**WORK INSTRUCTION:** Return exactly the span of lines in the following data that opens with the line containing "fn sample(&self, _t: f32, _offset: f32)" and closes with the line containing "pub const GLOBAL_WIND_STRENGTH: f32 = 0.005;". Include nothing else.
LISTED RECORDS START
//! Smooth scalar fields used to drive the wind.

use noise::{NoiseFn, Perlin};

/// A deterministic, coherent scalar field indexed by `(time, offset)`.
///
/// Implementations must return values in `[0, 1]` and should be continuous
/// in `t`, so that consecutive frames see gently varying wind.
pub trait NoiseField {
    fn sample(&self, t: f32, offset: f32) -> f32;
}

/// Perlin noise remapped from `[-1, 1]` to `[0, 1]`.
#[derive(Clone, Copy, Debug)]
pub struct PerlinField {
    perlin: Perlin,
}

impl PerlinField {
    pub fn new(seed: u32) -> Self {
        Self {
            perlin: Perlin::new(seed),
        }
    }
}

impl Default for PerlinField {
    fn default() -> Self {
        Self::new(Perlin::DEFAULT_SEED)
    }
}

impl NoiseField for PerlinField {
    fn sample(&self, t: f32, offset: f32) -> f32 {
        let v = self.perlin.get([t as f64, offset as f64]);
        ((v * 0.5 + 0.5) as f32).clamp(0.0, 1.0)
    }
}

/// A field that returns the same value everywhere. Handy for tests and
/// for freezing the wind.
#[derive(Clone, Copy, Debug, PartialEq)]
pub struct ConstantField(pub f32);

impl NoiseField for ConstantField {
    fn sample(&self, _t: f32, _offset: f32) -> f32 {
        self.0.clamp(0.0, 1.0)
    }
}
//! Wind model: one global gust field plus per-tree and per-branch
//! perturbations sampled from the same [`NoiseField`].

use std::f32::consts::{FRAC_PI_4, TAU};

use glam::Vec2;
use rand::Rng;

use crate::noise_field::NoiseField;

/// Strength scale of the global wind.
pub const GLOBAL_WIND_STRENGTH: f32 = 0.005;
/// Strength scale of per-tree and per-branch wind.
pub const LOCAL_WIND_STRENGTH: f32 = 0.001;
/// Noise offset of the global wind angle channel.
const GLOBAL_ANGLE_OFFSET: f32 = 1000.0;
const MIN_GLOBAL_ANGLE: f32 = FRAC_PI_4;
const MAX_GLOBAL_ANGLE: f32 = 3.0 * FRAC_PI_4;

/// A pair of fixed noise offsets giving an entity its own wind.
#[derive(Clone, Copy, Debug, PartialEq)]
pub struct WindSource {
    pub strength_offset: f32,
    pub angle_offset: f32,
}

impl WindSource {
    pub fn new(strength_offset: f32, angle_offset: f32) -> Self {
        Self {
            strength_offset,
            angle_offset,
        }
    }

    /// Offsets drawn uniformly from `[0, 1000)`.
    pub fn random(rng: &mut impl Rng) -> Self {
        Self::new(rng.random_range(0.0..1000.0), rng.random_range(0.0..1000.0))
    }

    /// Wind vector at time `t`: a full-circle angle and a strength of
    /// `noise * scale`.
    pub fn sample(&self, t: f32, field: &impl NoiseField, scale: f32) -> Vec2 {
        let strength = field.sample(t, self.strength_offset) * scale;
        let angle = field.sample(t, self.angle_offset) * TAU;
        Vec2::from_angle(angle) * strength
    }
}

/// Forest-wide wind at time `t`.
///
/// The angle is confined to `[π/4, 3π/4]` so gusts keep a consistent
/// overall heading instead of spinning around.
pub fn global_wind(t: f32, field: &impl NoiseField) -> Vec2 {
    let strength = field.sample(t, 0.0) * GLOBAL_WIND_STRENGTH;
    let n = field.sample(t, GLOBAL_ANGLE_OFFSET);
    let angle = MIN_GLOBAL_ANGLE + n * (MAX_GLOBAL_ANGLE - MIN_GLOBAL_ANGLE);
    Vec2::from_angle(angle) * strength
}
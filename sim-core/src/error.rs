use thiserror::Error;

/// Errors raised while validating or loading a [`crate::config::Config`].
///
/// None of these are fatal to a running forest: callers are expected to
/// log them and fall back to defaults.
#[derive(Debug, Error)]
pub enum ConfigError {
    /// The requested number of trees is not a positive integer within bounds.
    #[error("invalid tree count {input:?}: expected an integer in 1..={max}")]
    InvalidTreeCount { input: String, max: usize },
    /// A `min`/`max` pair is empty or inverted.
    #[error("{name} range is empty: min {min} must be below max {max}")]
    InvalidRange { name: &'static str, min: f32, max: f32 },
    /// A per-frame probability is outside `[0, 1]`.
    #[error("{name} must be a probability in [0, 1], got {value}")]
    InvalidProbability { name: &'static str, value: f32 },
    /// A canvas dimension or scale is not strictly positive and finite.
    #[error("{name} must be positive and finite, got {value}")]
    InvalidDimension { name: &'static str, value: f32 },
    #[error("failed to parse config: {0}")]
    Parse(#[from] serde_json::Error),
}
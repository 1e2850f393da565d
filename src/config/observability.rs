//! Observability configuration: tracing output and request dumps

use serde::Deserialize;
use std::path::PathBuf;

// ─────────────────────────────────────────────────────────────────────────────
// Log Rotation
// ─────────────────────────────────────────────────────────────────────────────

/// Log file rotation strategy
#[derive(Debug, Clone, Default, PartialEq)]
pub enum LogRotation {
    /// Rotate log files hourly
    Hourly,
    /// Rotate log files daily (default)
    #[default]
    Daily,
    /// Never rotate - single log file
    Never,
}

impl LogRotation {
    /// Parse rotation string from config
    pub fn from_str(s: &str) -> Self {
        match s.to_lowercase().as_str() {
            "hourly" => Self::Hourly,
            "daily" => Self::Daily,
            "never" => Self::Never,
            _ => Self::Daily, // Default to daily for unknown values
        }
    }

    /// Convert to string for TOML serialization
    pub fn as_str(&self) -> &'static str {
        match self {
            Self::Hourly => "hourly",
            Self::Daily => "daily",
            Self::Never => "never",
        }
    }
}

// ─────────────────────────────────────────────────────────────────────────────
// Logging Configuration
// ─────────────────────────────────────────────────────────────────────────────

/// Logging configuration
#[derive(Debug, Clone, PartialEq)]
pub struct LoggingConfig {
    /// Log level: trace, debug, info, warn, error
    pub level: String,
    /// Enable JSON file logging in addition to stderr
    pub file_enabled: bool,
    /// Directory for log files
    pub file_dir: PathBuf,
    /// Log file rotation strategy
    pub file_rotation: LogRotation,
    /// Prefix for log file names (e.g., "codex-bridge" -> "codex-bridge.2024-01-15")
    pub file_prefix: String,
    /// Write stage-tagged request records as JSON Lines
    pub request_dumps: bool,
    /// Directory for `requests-<date>.jsonl`
    pub request_dump_dir: PathBuf,
}

impl Default for LoggingConfig {
    fn default() -> Self {
        Self {
            level: "info".to_string(),
            file_enabled: false, // Opt-in feature
            file_dir: PathBuf::from("./logs/trace"),
            file_rotation: LogRotation::Daily,
            file_prefix: "codex-bridge".to_string(),
            request_dumps: false,
            request_dump_dir: PathBuf::from("./logs/requests"),
        }
    }
}

/// Logging settings as loaded from config file
#[derive(Debug, Deserialize, Default)]
pub struct FileLogging {
    pub level: Option<String>,
    pub file_enabled: Option<bool>,
    pub file_dir: Option<String>,
    pub file_rotation: Option<String>,
    pub file_prefix: Option<String>,
    pub request_dumps: Option<bool>,
    pub request_dump_dir: Option<String>,
}

impl LoggingConfig {
    /// Create from file config with defaults
    pub fn from_file(file: Option<FileLogging>) -> Self {
        let file = file.unwrap_or_default();
        let defaults = Self::default();

        Self {
            level: file.level.unwrap_or(defaults.level),
            file_enabled: file.file_enabled.unwrap_or(defaults.file_enabled),
            file_dir: file
                .file_dir
                .map(PathBuf::from)
                .unwrap_or(defaults.file_dir),
            file_rotation: file
                .file_rotation
                .map(|s| LogRotation::from_str(&s))
                .unwrap_or(defaults.file_rotation),
            file_prefix: file.file_prefix.unwrap_or(defaults.file_prefix),
            request_dumps: file.request_dumps.unwrap_or(defaults.request_dumps),
            request_dump_dir: file
                .request_dump_dir
                .map(PathBuf::from)
                .unwrap_or(defaults.request_dump_dir),
        }
    }
}
//! Compaction configuration

use serde::Deserialize;

use crate::proxy::transformation::compaction::{
    CompactionSettings, DEFAULT_CHAR_BUDGET, DEFAULT_MIN_TURNS, DEFAULT_PHRASES,
};

/// [compaction] section
#[derive(Debug, Clone, PartialEq)]
pub struct CompactionConfig {
    pub enabled: bool,
    /// Approximate tokens above which history is compacted; None disables auto mode
    pub auto_threshold_tokens: Option<usize>,
    pub min_turns: usize,
    pub transcript_char_budget: usize,
    pub phrases: Vec<String>,
}

impl Default for CompactionConfig {
    fn default() -> Self {
        Self {
            enabled: true,
            auto_threshold_tokens: None,
            min_turns: DEFAULT_MIN_TURNS,
            transcript_char_budget: DEFAULT_CHAR_BUDGET,
            phrases: DEFAULT_PHRASES.iter().map(|s| s.to_string()).collect(),
        }
    }
}

/// Compaction settings as loaded from config file
#[derive(Debug, Deserialize, Default)]
pub struct FileCompaction {
    pub enabled: Option<bool>,
    pub auto_threshold_tokens: Option<usize>,
    pub min_turns: Option<usize>,
    pub transcript_char_budget: Option<usize>,
    pub phrases: Option<Vec<String>>,
}

impl CompactionConfig {
    /// Create from file config with defaults
    pub fn from_file(file: Option<FileCompaction>) -> Self {
        let file = file.unwrap_or_default();
        let defaults = Self::default();

        // Phrases are matched without their leading / or !
        let phrases = file
            .phrases
            .map(|list| {
                list.into_iter()
                    .map(|p| p.trim().trim_start_matches(['/', '!']).to_string())
                    .filter(|p| !p.is_empty())
                    .collect::<Vec<_>>()
            })
            .filter(|list| !list.is_empty())
            .unwrap_or(defaults.phrases);

        Self {
            enabled: file.enabled.unwrap_or(defaults.enabled),
            // Zero means "no threshold"
            auto_threshold_tokens: file.auto_threshold_tokens.filter(|t| *t > 0),
            min_turns: file.min_turns.unwrap_or(defaults.min_turns),
            transcript_char_budget: file
                .transcript_char_budget
                .unwrap_or(defaults.transcript_char_budget),
            phrases,
        }
    }

    pub fn to_settings(&self) -> CompactionSettings {
        CompactionSettings {
            enabled: self.enabled,
            auto_threshold_tokens: self.auto_threshold_tokens,
            min_turns: self.min_turns,
            char_budget: self.transcript_char_budget,
            phrases: self.phrases.clone(),
        }
    }
}
#[cfg(test)]
mod tests {
    use super::*;
    use serde_json::json;

    fn phrases() -> Vec<String> {
        CompactionSettings::default().phrases
    }

    fn history(turns: usize, chars_per_turn: usize) -> Vec<InputItem> {
        let mut items = vec![InputItem::message(Role::System, "sys")];
        for i in 0..turns {
            let role = if i % 2 == 0 { Role::User } else { Role::Assistant };
            items.push(InputItem::message(role, "x".repeat(chars_per_turn)));
        }
        items
    }

    #[test]
    fn test_command_phrases() {
        let p = phrases();
        assert!(is_compaction_command("/compact", &p));
        assert!(is_compaction_command("  !codex-compact  ", &p));
        assert!(is_compaction_command("compact-history", &p));
        assert!(is_compaction_command("/compact please keep file names", &p));
        assert!(is_compaction_command("/COMPACT", &p));
        assert!(!is_compaction_command("/compaction", &p));
        assert!(!is_compaction_command("please compact", &p));
        assert!(!is_compaction_command("//compact", &p));
    }

    #[test]
    fn test_command_trigger_excludes_command_turn() {
        let items = vec![
            InputItem::message(Role::Developer, "rules"),
            InputItem::message(Role::User, "fix the bug"),
            InputItem::message(Role::Assistant, "done"),
            InputItem::message(Role::User, "/compact"),
        ];
        let decision = decide_compaction(&items, &CompactionSettings::default()).unwrap();
        assert_eq!(decision.mode, CompactionMode::Command);
        assert_eq!(decision.turn_count, 3);
        assert_eq!(decision.preserved.len(), 1);
        assert_eq!(decision.serialization.total_turns, 2);
        assert_eq!(
            decision.serialization.transcript,
            "user: fix the bug\nassistant: done"
        );
    }

    #[test]
    fn test_command_must_be_latest_turn() {
        let items = vec![
            InputItem::message(Role::User, "/compact"),
            InputItem::message(Role::Assistant, "summary"),
            InputItem::message(Role::User, "carry on"),
        ];
        assert!(decide_compaction(&items, &CompactionSettings::default()).is_none());
    }

    #[test]
    fn test_auto_threshold_is_strict() {
        // 8 turns of 100 chars plus "sys": 803 chars, 200 tokens
        let items = history(8, 100);
        assert_eq!(approximate_item_tokens(&items), 200);

        let at = CompactionSettings {
            auto_threshold_tokens: Some(200),
            ..Default::default()
        };
        assert!(decide_compaction(&items, &at).is_none());

        let below = CompactionSettings {
            auto_threshold_tokens: Some(199),
            ..Default::default()
        };
        let decision = decide_compaction(&items, &below).unwrap();
        assert_eq!(decision.mode, CompactionMode::Auto);
        assert_eq!(decision.turn_count, 8);
    }

    #[test]
    fn test_auto_requires_min_turns_and_threshold() {
        let items = history(7, 1000);
        let settings = CompactionSettings {
            auto_threshold_tokens: Some(10),
            ..Default::default()
        };
        assert!(decide_compaction(&items, &settings).is_none());

        let no_threshold = CompactionSettings::default();
        assert!(decide_compaction(&history(20, 1000), &no_threshold).is_none());
    }

    #[test]
    fn test_disabled_never_triggers() {
        let settings = CompactionSettings {
            enabled: false,
            ..Default::default()
        };
        let items = vec![InputItem::message(Role::User, "/compact")];
        assert!(decide_compaction(&items, &settings).is_none());
    }

    #[test]
    fn test_transcript_round_trip() {
        let turns = vec![
            TranscriptTurn::new(TurnRole::User, "line one\nline two\n\n  indented"),
            TranscriptTurn::new(TurnRole::Assistant, ""),
            TranscriptTurn::new(TurnRole::Tool, "call ls({\"path\":\".\"})"),
            TranscriptTurn::new(TurnRole::Assistant, "user: not a role line"),
        ];
        let serialized = serialize_transcript(&turns, DEFAULT_CHAR_BUDGET);
        assert_eq!(serialized.dropped_turns, 0);
        assert_eq!(parse_transcript(&serialized.transcript), turns);
    }

    #[test]
    fn test_compacting_a_summary_drops_zero_turns() {
        let items = vec![
            InputItem::message(Role::System, "sys"),
            InputItem::message(
                Role::User,
                format!("{}\nThe user is fixing a parser.", SUMMARY_MARKER),
            ),
            InputItem::message(Role::User, "/compact"),
        ];
        let decision = decide_compaction(&items, &CompactionSettings::default()).unwrap();
        assert_eq!(decision.preserved.len(), 1);
        assert_eq!(decision.serialization.total_turns, 1);
        assert_eq!(decision.serialization.dropped_turns, 0);
        assert!(decision
            .serialization
            .transcript
            .starts_with("user: [Conversation summary]"));
    }

    #[test]
    fn test_reserialized_transcript_is_stable() {
        let turns: Vec<TranscriptTurn> = (0..6)
            .map(|i| TranscriptTurn::new(TurnRole::User, format!("turn {}", i)))
            .collect();
        let first = serialize_transcript(&turns, 40);
        assert!(first.dropped_turns > 0);

        let reparsed = parse_transcript(&first.transcript);
        let second = serialize_transcript(&reparsed, 40);
        assert_eq!(second.dropped_turns, 0);
        assert_eq!(second.transcript, first.transcript);
    }

    #[test]
    fn test_budget_drops_oldest_first() {
        let turns = vec![
            TranscriptTurn::new(TurnRole::User, "aaaa"),
            TranscriptTurn::new(TurnRole::Assistant, "bbbb"),
            TranscriptTurn::new(TurnRole::User, "cccc"),
        ];
        // "assistant: bbbb" (15) + "\n" + "user: cccc" (10) = 26
        let serialized = serialize_transcript(&turns, 26);
        assert_eq!(serialized.transcript, "assistant: bbbb\nuser: cccc");
        assert_eq!(serialized.total_turns, 3);
        assert_eq!(serialized.dropped_turns, 1);
    }

    #[test]
    fn test_oversized_newest_turn_is_truncated() {
        let turns = vec![
            TranscriptTurn::new(TurnRole::User, "old"),
            TranscriptTurn::new(TurnRole::User, "日本語日本語"),
        ];
        let serialized = serialize_transcript(&turns, 9);
        assert_eq!(serialized.transcript, "user: 日本語");
        assert_eq!(serialized.dropped_turns, 1);
    }

    #[test]
    fn test_tool_items_become_tool_turns() {
        let call = InputItem::from_value(json!({
            "type": "function_call", "call_id": "c", "name": "read", "arguments": "{}"
        }));
        let output = InputItem::from_value(json!({
            "type": "function_call_output", "call_id": "c", "output": "file body"
        }));
        assert_eq!(
            TranscriptTurn::from_item(&call),
            Some(TranscriptTurn::new(TurnRole::Tool, "call read({})"))
        );
        assert_eq!(
            TranscriptTurn::from_item(&output),
            Some(TranscriptTurn::new(TurnRole::Tool, "file body"))
        );
    }

    #[test]
    fn test_build_input_is_two_messages() {
        let items = vec![
            InputItem::message(Role::User, "hello"),
            InputItem::message(Role::User, "/compact"),
        ];
        let decision = decide_compaction(&items, &CompactionSettings::default()).unwrap();
        let input = decision.build_input();
        assert_eq!(input.len(), 2);
        assert_eq!(input[0]["role"], "developer");
        assert_eq!(input[1]["role"], "user");
        let text = input[1]["content"][0]["text"].as_str().unwrap();
        assert!(text.ends_with("user: hello"));
    }

    #[test]
    fn test_finalize_rewrites_assistant_text() {
        let mut payload = json!({
            "id": "resp_1",
            "output": [
                {"type": "reasoning", "summary": []},
                {"type": "message", "role": "assistant", "content": [
                    {"type": "output_text", "text": "  The user is fixing a parser.  "}
                ]}
            ]
        });
        let summary = finalize_compaction_response(&mut payload, CompactionMode::Command).unwrap();
        assert_eq!(
            summary.text,
            format!("{}\nThe user is fixing a parser.", SUMMARY_MARKER)
        );
        assert_eq!(summary.item.role(), Some(Role::User));

        let shown = payload["output"][1]["content"][0]["text"].as_str().unwrap();
        assert!(shown.starts_with(COMMAND_NOTE));
        assert!(shown.ends_with(&summary.text));
    }

    #[test]
    fn test_finalize_keeps_existing_marker_and_uses_placeholder() {
        let mut marked = json!({"output": [{"role": "assistant", "content": [
            {"type": "output_text", "text": "[Conversation summary] already"}
        ]}]});
        let summary = finalize_compaction_response(&mut marked, CompactionMode::Auto).unwrap();
        assert_eq!(summary.text, "[Conversation summary] already");

        let mut empty = json!({"output": []});
        let summary = finalize_compaction_response(&mut empty, CompactionMode::Auto).unwrap();
        assert!(summary.text.ends_with(SUMMARY_PLACEHOLDER));
        assert_eq!(empty["output"].as_array().unwrap().len(), 1);

        let mut malformed = json!({"error": "nope"});
        assert!(finalize_compaction_response(&mut malformed, CompactionMode::Auto).is_none());
    }
}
LISTED RECORDS END
**RESPONSE BELOW:**
    fn sample(&self, _t: f32, _offset: f32) -> f32 {
        self.0.clamp(0.0, 1.0)
    }
}
//! Wind model: one global gust field plus per-tree and per-branch
//! perturbations sampled from the same [`NoiseField`].

use std::f32::consts::{FRAC_PI_4, TAU};

use glam::Vec2;
use rand::Rng;

use crate::noise_field::NoiseField;

/// Strength scale of the global wind.
pub const GLOBAL_WIND_STRENGTH: f32 = 0.005;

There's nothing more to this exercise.